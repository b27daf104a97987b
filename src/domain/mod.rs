//! Domain layer for configor
//!
//! Field descriptors, naming rules, error types and the ports the binding
//! engine depends on. Nothing here performs I/O.

pub mod error;
pub mod models;
pub mod ports;

pub use error::{ConfigError, DecodeError};
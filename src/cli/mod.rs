//! Command-line interface
//!
//! Inspection commands for layered configuration: the active environment,
//! the resolved merge order and the merged document.

pub mod commands;
pub mod output;
pub mod types;

pub use types::{Cli, Commands};

use crate::infrastructure::config::ConfigLoader;

/// Run a parsed command line.
pub fn run(cli: Cli) -> anyhow::Result<()> {
    let mut loader = ConfigLoader::new();
    if let Some(environment) = cli.environment {
        loader = loader.with_environment(environment);
    }

    match cli.command {
        Commands::Env(args) => commands::env::execute(args, &loader, cli.json),
        Commands::Resolve(args) => commands::resolve::execute(args, &loader, cli.json),
        Commands::Show(args) => commands::show::execute(args, &loader, cli.json),
    }
}

/// Print an error chain to stderr and exit with status 1.
pub fn handle_error(err: &anyhow::Error, json_mode: bool) -> ! {
    if json_mode {
        let chain: Vec<String> = err.chain().map(ToString::to_string).collect();
        eprintln!(
            "{}",
            serde_json::json!({ "success": false, "error": err.to_string(), "causes": chain })
        );
    } else {
        eprintln!("Error: {err:#}");
    }
    std::process::exit(1);
}
//! Port trait definitions (Hexagonal Architecture)
//!
//! - EnvSource: environment variable lookups consumed by the binding engine
//!   and by environment/prefix selection

pub mod env_source;

pub use env_source::EnvSource;
//! Service layer
//!
//! - Binding engine applying environment overrides, defaults and required checks

pub mod binding;

pub use binding::Binder;
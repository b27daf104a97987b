//! Process environment adapter

use std::path::Path;

use crate::domain::models::environment::detect_environment;
use crate::domain::ports::EnvSource;

/// Reads variables from the process environment.
///
/// Values that are not valid unicode are treated as unset.
#[derive(Debug, Clone, Copy, Default)]
pub struct ProcessEnv;

impl EnvSource for ProcessEnv {
    fn var(&self, key: &str) -> Option<String> {
        std::env::var(key).ok()
    }
}

/// Environment name of the running process.
///
/// Reads `CONFIGOR_ENV` and the program path from `argv[0]`.
pub fn current_environment() -> String {
    let program = std::env::args_os().next();
    detect_environment(&ProcessEnv, program.as_deref().map(Path::new))
}

#[cfg(test)]
mod tests {
    use super::*;
    use crate::domain::models::environment::ENV_VAR;

    #[test]
    fn test_current_environment_inside_harness() {
        // Unit tests run from target/<profile>/deps, so without CONFIGOR_ENV
        // the process resolves to the test environment.
        if std::env::var_os(ENV_VAR).is_none() {
            assert_eq!(current_environment(), "test");
        }
    }

    #[test]
    fn test_unset_variable_is_none() {
        assert!(ProcessEnv.var("CONFIGOR_SURELY_UNSET_VARIABLE").is_none());
    }
}
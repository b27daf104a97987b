//! Infrastructure layer
//!
//! - File resolution and format codecs
//! - Process environment adapter
//! - Configuration loader orchestrating resolution, merging and binding
//! - Logging setup for the command-line tool

pub mod codec;
pub mod config;
pub mod env;
pub mod files;
pub mod logging;
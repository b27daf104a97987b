//! Implementation of the `configor show` command.

use std::path::PathBuf;

use anyhow::{Context, Result};
use clap::{Args, ValueEnum};
use figment::value::Dict;
use serde::Serialize;

use crate::cli::output::{output, CommandOutput};
use crate::infrastructure::codec::Format;
use crate::infrastructure::config::ConfigLoader;

/// Text format for `configor show`.
#[derive(Debug, Clone, Copy, PartialEq, Eq, Default, ValueEnum)]
pub enum ShowFormat {
    /// YAML
    #[default]
    Yaml,
    /// Pretty-printed JSON
    Json,
}

/// Arguments for `configor show`.
#[derive(Args, Debug)]
pub struct ShowArgs {
    /// Base configuration files, highest priority first
    #[arg(required = true)]
    pub files: Vec<PathBuf>,

    /// Output format for the merged document
    #[arg(short, long, value_enum, default_value_t = ShowFormat::Yaml)]
    pub format: ShowFormat,
}

/// Merged document and the format to print it in.
#[derive(Debug, Serialize)]
#[serde(transparent)]
pub struct ShowOutput {
    /// Text format
    #[serde(skip)]
    pub format: ShowFormat,
    /// Merged document
    pub document: Dict,
}

impl CommandOutput for ShowOutput {
    fn to_human(&self) -> String {
        let format = match self.format {
            ShowFormat::Yaml => Format::Yaml,
            ShowFormat::Json => Format::Json,
        };
        format
            .encode(&self.document)
            .map(|bytes| String::from_utf8_lossy(&bytes).trim_end().to_string())
            .unwrap_or_else(|err| format!("failed to encode document: {err}"))
    }

    fn to_json(&self) -> serde_json::Value {
        serde_json::to_value(&self.document).unwrap_or_default()
    }
}

/// Merge `args.files` and print the document.
pub fn execute(args: ShowArgs, loader: &ConfigLoader, json_mode: bool) -> Result<()> {
    let document = loader
        .load_document(&args.files)
        .context("Failed to load configuration files")?;
    output(
        &ShowOutput {
            format: args.format,
            document,
        },
        json_mode,
    );
    Ok(())
}
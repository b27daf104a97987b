//! Configuration file resolution
//!
//! Each base reference expands to the files that exist for it:
//! `name.ext`, then `name.<env>.ext`, falling back to `name.example.ext` when
//! neither of the first two exists.

use std::ffi::OsString;
use std::fs;
use std::path::{Path, PathBuf};

use serde::Serialize;
use tracing::{debug, trace};

use crate::domain::error::ConfigError;
use crate::domain::models::environment::EXAMPLE_SUFFIX;

/// Which variant of a base reference a resolved file is.
#[derive(Debug, Clone, Copy, PartialEq, Eq, Serialize)]
#[serde(rename_all = "lowercase")]
pub enum FileKind {
    /// `name.ext`
    Base,
    /// `name.<env>.ext`
    Environment,
    /// `name.example.ext`, used only when the other two are missing
    Example,
}

impl std::fmt::Display for FileKind {
    fn fmt(&self, f: &mut std::fmt::Formatter<'_>) -> std::fmt::Result {
        f.write_str(match self {
            Self::Base => "base",
            Self::Environment => "environment",
            Self::Example => "example",
        })
    }
}

/// A concrete file to merge, in merge order.
#[derive(Debug, Clone, PartialEq, Eq, Serialize)]
pub struct ResolvedFile {
    /// Existing file on disk.
    pub path: PathBuf,
    /// Variant the file was resolved as.
    pub kind: FileKind,
}

/// Insert `.<suffix>` before the extension, or append it when there is none.
pub fn variant_path(path: &Path, suffix: &str) -> PathBuf {
    match path.extension() {
        Some(extension) => {
            let mut variant = OsString::from(suffix);
            variant.push(".");
            variant.push(extension);
            path.with_extension(variant)
        }
        None => {
            let mut variant = path.as_os_str().to_owned();
            variant.push(".");
            variant.push(suffix);
            PathBuf::from(variant)
        }
    }
}

fn is_regular_file(path: &Path) -> bool {
    fs::metadata(path).is_ok_and(|metadata| metadata.is_file())
}

/// Expand base references into the ordered list of files to merge.
///
/// References are evaluated last to first and every later merge overrides the
/// earlier ones, so the first reference has the highest priority and an
/// environment file always overrides its own base file.
///
/// # Errors
/// Returns [`ConfigError::FileNotFound`] for the first reference with no
/// base, environment or example variant.
pub fn resolve<P: AsRef<Path>>(
    files: &[P],
    environment: &str,
) -> Result<Vec<ResolvedFile>, ConfigError> {
    let mut resolved = Vec::new();

    for file in files.iter().rev() {
        let base = file.as_ref();
        let mut found = false;

        if is_regular_file(base) {
            found = true;
            resolved.push(ResolvedFile {
                path: base.to_path_buf(),
                kind: FileKind::Base,
            });
        }

        let env_file = variant_path(base, environment);
        if is_regular_file(&env_file) {
            found = true;
            resolved.push(ResolvedFile {
                path: env_file,
                kind: FileKind::Environment,
            });
        } else {
            trace!(file = %env_file.display(), "no environment file");
        }

        if !found {
            let example = variant_path(base, EXAMPLE_SUFFIX);
            if !is_regular_file(&example) {
                return Err(ConfigError::FileNotFound(base.to_path_buf()));
            }
            debug!(
                file = %base.display(),
                example = %example.display(),
                "configuration missing, using example file"
            );
            resolved.push(ResolvedFile {
                path: example,
                kind: FileKind::Example,
            });
        }
    }

    Ok(resolved)
}

#[cfg(test)]
mod tests {
    use super::*;
    use tempfile::TempDir;

    fn touch(dir: &TempDir, name: &str) -> PathBuf {
        let path = dir.path().join(name);
        fs::write(&path, "").unwrap();
        path
    }

    #[test]
    fn test_variant_path() {
        assert_eq!(
            variant_path(Path::new("config/app.yml"), "production"),
            PathBuf::from("config/app.production.yml")
        );
        assert_eq!(
            variant_path(Path::new("config/app"), "example"),
            PathBuf::from("config/app.example")
        );
        assert_eq!(
            variant_path(Path::new("settings.d/app.toml"), "test"),
            PathBuf::from("settings.d/app.test.toml")
        );
    }

    #[test]
    fn test_base_then_environment() {
        let dir = tempfile::tempdir().unwrap();
        let base = touch(&dir, "app.yml");
        let env = touch(&dir, "app.staging.yml");

        let resolved = resolve(&[&base], "staging").unwrap();
        assert_eq!(
            resolved,
            vec![
                ResolvedFile { path: base, kind: FileKind::Base },
                ResolvedFile { path: env, kind: FileKind::Environment },
            ]
        );
    }

    #[test]
    fn test_environment_file_alone_suffices() {
        let dir = tempfile::tempdir().unwrap();
        let env = touch(&dir, "app.staging.yml");

        let resolved = resolve(&[dir.path().join("app.yml")], "staging").unwrap();
        assert_eq!(resolved.len(), 1);
        assert_eq!(resolved[0].path, env);
        assert_eq!(resolved[0].kind, FileKind::Environment);
    }

    #[test]
    fn test_example_fallback() {
        let dir = tempfile::tempdir().unwrap();
        let example = touch(&dir, "app.example.yml");

        let resolved = resolve(&[dir.path().join("app.yml")], "development").unwrap();
        assert_eq!(resolved, vec![ResolvedFile { path: example, kind: FileKind::Example }]);
    }

    #[test]
    fn test_example_ignored_when_base_exists() {
        let dir = tempfile::tempdir().unwrap();
        let base = touch(&dir, "app.yml");
        touch(&dir, "app.example.yml");

        let resolved = resolve(&[&base], "development").unwrap();
        assert_eq!(resolved, vec![ResolvedFile { path: base, kind: FileKind::Base }]);
    }

    #[test]
    fn test_missing_everything_fails() {
        let dir = tempfile::tempdir().unwrap();
        let present = touch(&dir, "present.yml");
        let missing = dir.path().join("missing.yml");

        let err = resolve(&[&present, &missing], "development").unwrap_err();
        match err {
            ConfigError::FileNotFound(path) => assert_eq!(path, missing),
            other => panic!("Expected FileNotFound, got {other:?}"),
        }
    }

    #[test]
    fn test_directories_are_not_files() {
        let dir = tempfile::tempdir().unwrap();
        fs::create_dir(dir.path().join("app.yml")).unwrap();

        assert!(matches!(
            resolve(&[dir.path().join("app.yml")], "development"),
            Err(ConfigError::FileNotFound(_))
        ));
    }

    #[test]
    fn test_first_reference_merges_last() {
        let dir = tempfile::tempdir().unwrap();
        let primary = touch(&dir, "primary.yml");
        let primary_env = touch(&dir, "primary.test.yml");
        let shared = touch(&dir, "shared.yml");

        let paths: Vec<PathBuf> = resolve(&[&primary, &shared], "test")
            .unwrap()
            .into_iter()
            .map(|file| file.path)
            .collect();
        assert_eq!(paths, vec![shared, primary, primary_env]);
    }
}
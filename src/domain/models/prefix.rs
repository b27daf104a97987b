//! Environment variable name derivation
//!
//! A [`PathPrefix`] is the ordered list of segments leading to a field: the
//! global prefix, the enclosing field names and any sequence indices. The
//! environment variable name for a field is the prefix plus the field name,
//! joined with `_` and upper-cased.

use std::fmt;

/// Separator between prefix segments in derived environment variable names.
pub const SEGMENT_SEPARATOR: &str = "_";

/// Immutable path of name segments; every descent produces an extended copy.
#[derive(Debug, Clone, Default, PartialEq, Eq)]
pub struct PathPrefix {
    segments: Vec<String>,
}

impl PathPrefix {
    /// Prefix with no segments.
    pub const fn empty() -> Self {
        Self {
            segments: Vec::new(),
        }
    }

    /// Prefix made of `segments`, in order.
    pub fn new<I, S>(segments: I) -> Self
    where
        I: IntoIterator<Item = S>,
        S: Into<String>,
    {
        Self {
            segments: segments.into_iter().map(Into::into).collect(),
        }
    }

    /// Copy of this prefix with `segment` appended.
    #[must_use]
    pub fn child(&self, segment: impl Into<String>) -> Self {
        let mut segments = self.segments.clone();
        segments.push(segment.into());
        Self { segments }
    }

    /// Segments in order.
    pub fn segments(&self) -> &[String] {
        &self.segments
    }

    /// True when there are no segments.
    pub fn is_empty(&self) -> bool {
        self.segments.is_empty()
    }

    /// Environment variable name for a field named `name` under this prefix.
    pub fn env_name(&self, name: &str) -> String {
        self.segments
            .iter()
            .map(String::as_str)
            .chain(std::iter::once(name))
            .collect::<Vec<_>>()
            .join(SEGMENT_SEPARATOR)
            .to_uppercase()
    }
}

impl fmt::Display for PathPrefix {
    fn fmt(&self, f: &mut fmt::Formatter<'_>) -> fmt::Result {
        f.write_str(&self.segments.join("."))
    }
}

#[cfg(test)]
mod tests {
    use super::*;

    #[test]
    fn test_env_name_joins_and_uppercases() {
        let prefix = PathPrefix::new(["configor"]);
        assert_eq!(prefix.env_name("max_connections"), "CONFIGOR_MAX_CONNECTIONS");
        assert_eq!(
            prefix.child("servers").child("0").env_name("port"),
            "CONFIGOR_SERVERS_0_PORT"
        );
    }

    #[test]
    fn test_empty_prefix_uses_bare_name() {
        assert_eq!(PathPrefix::empty().env_name("port"), "PORT");
    }

    #[test]
    fn test_child_does_not_mutate_parent() {
        let parent = PathPrefix::new(["app"]);
        let child = parent.child("db");
        assert_eq!(parent.segments(), ["app".to_string()]);
        assert_eq!(child.segments().len(), 2);
        assert_eq!(child.to_string(), "app.db");
    }
}
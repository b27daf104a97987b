//! Binding engine
//!
//! Walks a record's descriptor table in declaration order and, per field:
//!
//! 1. applies the environment override (explicit `env` name, or the prefix
//!    plus field name joined with `_` and upper-cased);
//! 2. when the field is still blank, decodes its default literal or fails if
//!    it is required;
//! 3. recurses into nested records and into record elements of sequences,
//!    extending the prefix with the field name (and element index).
//!
//! The first error stops the walk; fields after the failing one are left
//! untouched.

use tracing::debug;

use crate::domain::error::ConfigError;
use crate::domain::models::field::{Configure, Field, Shape, Slot};
use crate::domain::models::prefix::PathPrefix;
use crate::domain::ports::EnvSource;

/// Applies environment overrides, defaults and required checks to a record.
pub struct Binder<'e> {
    env: &'e dyn EnvSource,
}

impl<'e> Binder<'e> {
    /// Binder reading overrides from `env`.
    pub fn new(env: &'e dyn EnvSource) -> Self {
        Self { env }
    }

    /// Bind every field of `record`, deriving variable names under `prefix`.
    pub fn bind(&self, record: &mut dyn Configure, prefix: &PathPrefix) -> Result<(), ConfigError> {
        self.walk(record, prefix, &PathPrefix::empty())
    }

    /// `prefix` drives variable names; `path` is the field path used in errors.
    fn walk(
        &self,
        record: &mut dyn Configure,
        prefix: &PathPrefix,
        path: &PathPrefix,
    ) -> Result<(), ConfigError> {
        for Field { meta, slot } in record.fields() {
            let env_var = meta
                .env
                .map_or_else(|| prefix.env_name(meta.name), str::to_string);
            let field_path = path.child(meta.name);

            if let Some(value) = self.env.var(&env_var).filter(|value| !value.is_empty()) {
                slot.assign(&value)
                    .map_err(|source| ConfigError::DecodeEnv {
                        field: field_path.to_string(),
                        env_var: env_var.clone(),
                        source,
                    })?;
                debug!(field = %field_path, env_var = %env_var, "applied environment override");
            }

            if slot.is_blank() {
                if let Some(literal) = meta.default_literal() {
                    slot.assign(literal)
                        .map_err(|source| ConfigError::DecodeDefault {
                            field: field_path.to_string(),
                            literal: literal.to_string(),
                            source,
                        })?;
                    debug!(field = %field_path, "applied default");
                } else if meta.required {
                    return Err(ConfigError::RequiredFieldBlank {
                        field: field_path.to_string(),
                        env_var,
                    });
                }
            }

            self.descend(slot, &prefix.child(meta.name), &field_path)?;
        }
        Ok(())
    }

    fn descend(
        &self,
        slot: &mut dyn Slot,
        prefix: &PathPrefix,
        path: &PathPrefix,
    ) -> Result<(), ConfigError> {
        match slot.shape() {
            Shape::Record(record) => self.walk(record, prefix, path),
            Shape::Sequence(items) => {
                for (index, item) in items.into_iter().enumerate() {
                    if let Shape::Record(record) = item.shape() {
                        let index = index.to_string();
                        self.walk(record, &prefix.child(index.as_str()), &path.child(index))?;
                    }
                }
                Ok(())
            }
            Shape::Scalar => Ok(()),
        }
    }
}
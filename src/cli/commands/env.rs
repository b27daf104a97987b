//! Implementation of the `configor env` command.

use anyhow::Result;
use clap::Args;
use serde::Serialize;

use crate::cli::output::{output, CommandOutput};
use crate::infrastructure::config::ConfigLoader;

/// Arguments for `configor env` (none).
#[derive(Args, Debug)]
pub struct EnvArgs {}

/// Active environment name and prefix.
#[derive(Debug, Serialize)]
pub struct EnvOutput {
    /// Environment name
    pub environment: String,
    /// Prefix segment, `None` when prefixing is disabled
    pub prefix: Option<String>,
}

impl CommandOutput for EnvOutput {
    fn to_human(&self) -> String {
        let prefix = self
            .prefix
            .as_deref()
            .map_or_else(|| "(disabled)".to_string(), |p| format!("{}_", p.to_uppercase()));
        format!("environment: {}\nprefix:      {prefix}", self.environment)
    }

    fn to_json(&self) -> serde_json::Value {
        serde_json::to_value(self).unwrap_or_default()
    }
}

impl EnvOutput {
    /// Snapshot of `loader`'s environment and prefix.
    pub fn from_loader(loader: &ConfigLoader) -> Self {
        let root = loader.prefix().root();
        Self {
            environment: loader.environment().to_string(),
            prefix: root.segments().first().cloned(),
        }
    }
}

/// Print the active environment and prefix.
pub fn execute(_args: EnvArgs, loader: &ConfigLoader, json_mode: bool) -> Result<()> {
    output(&EnvOutput::from_loader(loader), json_mode);
    Ok(())
}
========================================================================
#### [YOUR INSTRUCTIONS]
Say how many lines of the material above include the word "descend", giving the number alone.

#### [PROBLEM SOLUTION]
2